Background: Associations between psychopathic traits and other forms of psychopathology among youth in the community, as well as gender differences in these associations have been scarcely studied yet. The present study aimed to explore this relationship in a sample of Finnish mid-adolescent girls and boys. Methods: The sample comprised 370 secondary school ninth-graders with the mean age of 15.1 years (SD 0.28). The Youth Psychopathic traits Inventory (YPI) and the Youth Self Report (YSR) served as self-assessments. Results: Boys showed significantly higher traits of psychopathy, but girls scored significantly higher on the Total Problems as well as on the majority of the syndrome scales on the YSR. In both genders, psychopathic traits correlated highly with rule-breaking and aggressive behavior, moderately with attention and thought complaints, and modestly with depression, anxiety, withdrawal and social problems.
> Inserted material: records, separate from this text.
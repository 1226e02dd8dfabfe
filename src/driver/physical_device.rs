use {
    ash::vk,
    std::{
        ffi::CStr,
        fmt::{Debug, Formatter},
        ops::Deref,
        os::raw::c_char,
    },
};

/// Structure which describes a physical hardware device.
pub struct PhysicalDevice {
    /// Memory heaps and types reported by the driver.
    pub mem_props: vk::PhysicalDeviceMemoryProperties,

    physical_device: vk::PhysicalDevice,

    /// Device properties, including limits.
    pub props: vk::PhysicalDeviceProperties,

    /// Queue families reported by the driver.
    pub queue_families: Vec<QueueFamily>,
}

impl PhysicalDevice {
    pub(super) fn new(
        physical_device: vk::PhysicalDevice,
        mem_props: vk::PhysicalDeviceMemoryProperties,
        props: vk::PhysicalDeviceProperties,
        queue_families: Vec<QueueFamily>,
    ) -> Self {
        Self {
            mem_props,
            physical_device,
            props,
            queue_families,
        }
    }

    /// Returns the index of the first memory type whose bit is set in
    /// `memory_type_bits` and whose property flags contain `flags`.
    pub fn memory_type_index(
        this: &Self,
        memory_type_bits: u32,
        flags: vk::MemoryPropertyFlags,
    ) -> Option<u32> {
        this.mem_props.memory_types[..this.mem_props.memory_type_count as usize]
            .iter()
            .enumerate()
            .find(|(idx, memory_type)| {
                memory_type_bits & (1 << idx) != 0 && memory_type.property_flags.contains(flags)
            })
            .map(|(idx, _)| idx as u32)
    }

    /// Used to rank devices; discrete GPUs score the highest.
    pub fn score_device_type(this: &Self) -> usize {
        match this.props.device_type {
            vk::PhysicalDeviceType::DISCRETE_GPU => 4,
            vk::PhysicalDeviceType::INTEGRATED_GPU => 3,
            vk::PhysicalDeviceType::VIRTUAL_GPU => 2,
            vk::PhysicalDeviceType::CPU => 1,
            _ => 0,
        }
    }
}

impl Debug for PhysicalDevice {
    fn fmt(&self, f: &mut Formatter<'_>) -> std::fmt::Result {
        let name = unsafe { CStr::from_ptr(self.props.device_name.as_ptr() as *const c_char) };

        write!(f, "{name:?} ({:?})", self.props.device_type)
    }
}

impl Deref for PhysicalDevice {
    type Target = vk::PhysicalDevice;

    fn deref(&self) -> &Self::Target {
        &self.physical_device
    }
}

/// Properties of a queue family and its index.
#[derive(Clone, Copy, Debug)]
pub struct QueueFamily {
    /// The index of this family within the device's list of queue families.
    pub idx: u32,

    /// Properties of this queue family.
    pub props: QueueFamilyProperties,
}

/// Properties of a single queue family.
#[derive(Clone, Copy, Debug)]
pub struct QueueFamilyProperties {
    /// Capabilities of the queues in this family.
    pub queue_flags: vk::QueueFlags,

    /// Number of queues in this family.
    pub queue_count: u32,

    /// Count of meaningful bits in the timestamps written by
    /// `vkCmdWriteTimestamp`; zero indicates no timestamp support.
    pub timestamp_valid_bits: u32,
}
The correlations between psychopathic traits and somatic problems were moderate in boys, but modest in girls. The correlations showed only a few statistically significant gender differences: the correlation between the Affective dimension of the YPI and the rule-breaking behavior syndrome scale of the YSR, as well as the correlation between the Interpersonal dimension of the YPI and somatic problems were stronger in boys than in girls. Conclusions: Even though boys show higher traits of psychopathy and girls exhibit more general psychopathology, the correlations between psychopathic traits and other forms of psychopathology closely resemble each other. In both genders, psychopathic traits correlate positively with both externalizing and internalizing problems. The callous-unemotional traits correlate more strongly with rule-breaking behavior in boys than in girls. Screening for psychopathic traits among adolescents with psychosocial adjustment problems seems relevant.